Intra-Group Invoices: From Haven of Peace to Corporate Achilles Heel

Few things in VAT are ever straightforward. A notable exception is the unambiguous requirement to issue, process and archive compliant invoices for all transactions ‘within the scope of VAT’ – roughly, transactions between VAT-registered entities, whether they explicitly carry VAT or not.

What constitutes a ‘compliant’ invoice is, of course, defined by applicable VAT law – requirements typically address the form (paper, electronic, or either) and content (minimum data, applicable tax rate) and range from pretty simple to virtually incomprehensible.

Practically speaking, if you’re a registered business and you sell something to another registered business, you must issue a compliant invoice. For the avoidance of doubt, VAT experts have invented the ‘arm’s length principle’ to clarify that this applies regardless of whether or not such companies are independent or belong to the same corporation. This area of ‘intercompany’ (or perhaps more correctly: intra-group) invoicing is currently causing unprecedented levels of anxiety in multinational organizations. To understand why, let’s look at how corporations came to think of such invoices as the one area where the shift to e-invoicing legislation in many countries created an opportunity to reduce rather than increase complexity.

Something odd happened when, in the years following the turn of the millennium, e-invoicing was introduced as an option in the European Union – and many other countries outside Latin America – with the only condition that taxpayers maintain evidence of invoice integrity and authenticity. Seeing that invoices could now be in electronic format in these countries, many international companies with multiple subsidiaries but a single ERP system decided that their internal processes and security safeguards provided a superior environment for meeting these evidence requirements compared to practices in the paper-based world where such invoices were printed and often physically exchanged between group legal entities. From that moment onwards, these corporations have considered that there was no better way to meet e-invoicing requirements in such ‘post audit e-invoicing’ countries than to keep invoices within the ERP and essentially just mimic an invoice exchange between database entries. This was a welcome decision because it was consistent with existing enterprise tools and stood in sharp contrast to the complex requirements that external e-invoices were subjected to under e-invoicing and e-archiving requirements in these jurisdictions.

This relatively effective ‘sweeping under the carpet’ of intercompany invoices in post audit countries is now backfiring. Here’s why.
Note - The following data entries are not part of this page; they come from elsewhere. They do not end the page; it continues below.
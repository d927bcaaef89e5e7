pub mod import;
pub mod list;
pub mod plots;
pub mod status;
pub mod table;

use std::path::{Path, PathBuf};

use anyhow::Result;
use tracing::debug;

use crate::registry::Registry;
use crate::store::{FilePlotCache, SqliteStore};
use crate::util::ensure_directory;

const DB_FILE_NAME: &str = "benchboard.sqlite";
const PLOT_DIR_NAME: &str = "plots";

fn db_path(cache_root: &Path, db_path: Option<&Path>) -> PathBuf {
    db_path
        .map(Path::to_path_buf)
        .unwrap_or_else(|| cache_root.join(DB_FILE_NAME))
}

fn open_store(cache_root: &Path, explicit: Option<&Path>) -> Result<SqliteStore> {
    let path = db_path(cache_root, explicit);
    if let Some(parent) = path.parent() {
        ensure_directory(parent)?;
    }
    debug!(path = %path.display(), "opening metadata store");
    SqliteStore::open(&path)
}

fn plot_cache(cache_root: &Path) -> FilePlotCache {
    FilePlotCache::new(cache_root.join(PLOT_DIR_NAME))
}

fn load_registry(registry_path: Option<&Path>) -> Result<Registry> {
    match registry_path {
        Some(path) => {
            let registry = Registry::load(path)?;
            debug!(
                path = %path.display(),
                weight_maps = registry.weight_map_count(),
                default_sets = registry.default_set_count(),
                "loaded registry"
            );
            Ok(registry)
        }
        None => Ok(Registry::builtin()),
    }
}

#[cfg(test)]
mod tests {
    use std::path::Path;

    use super::db_path;

    #[test]
    fn db_path_defaults_under_cache_root() {
        assert_eq!(
            db_path(Path::new(".cache/benchboard"), None),
            Path::new(".cache/benchboard/benchboard.sqlite")
        );
        assert_eq!(
            db_path(Path::new(".cache/benchboard"), Some(Path::new("/tmp/x.sqlite"))),
            Path::new("/tmp/x.sqlite")
        );
    }
}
  • The first reason is driven by corporate income tax considerations rather than VAT or invoicing rules. In the past few years, tax administrations have started taking radical measures in an area of tax avoidance that has become known as base erosion and profit shifting (often shortened to ‘BEPS’) by multinational enterprises. This article isn’t about BEPS as such but suffice it to say here that OECD attention and aggressive policy measures in this area have catapulted intra-group transactions from their haven of peace within corporate systems into the uncomfortable spotlight of geopolitical strife.
  • Adding insult to injury, the wave of real-time and near-real-time VAT control measures being introduced in countries outside of Latin America – including the European Union – brings companies back to the reality that intra-group invoices aren’t actually exempted from any VAT invoicing rules. If in Hungary or Spain invoices must be reported dynamically to the tax administration – or worse, if in Italy an invoice cannot be validly issued unless the tax administration has approved – this also applies, mutatis mutandis, to intra-group invoices.

These two colossal tax policy agendas are conspiring to force multinationals into an immediate re-evaluation of their digital transformation programs. It’s difficult enough to prepare external invoice flows for the digital tax tsunami, but at least most companies have over the past decade taken process, organizational and technical measures to prepare such external documents for the rugged conditions of exchange with diverse trading partners outside the corporate firewall. Taking intra-group invoices from their cozy databases into a world where tax administrations assume they can be converted into massively complex XML formats of their design, digitally signed and exchanged by both the supplier and the buyer with tax administration platforms according to very specific request-and-approval choreographies, and then being archived in accordance with heterogenous legal requirements, is truly like telling your average office clerk they have 24 hours to climb the Annapurna.

Multinationals, it’s high time to take a hard look at your intra-group invoices and prepare them for a radically different future.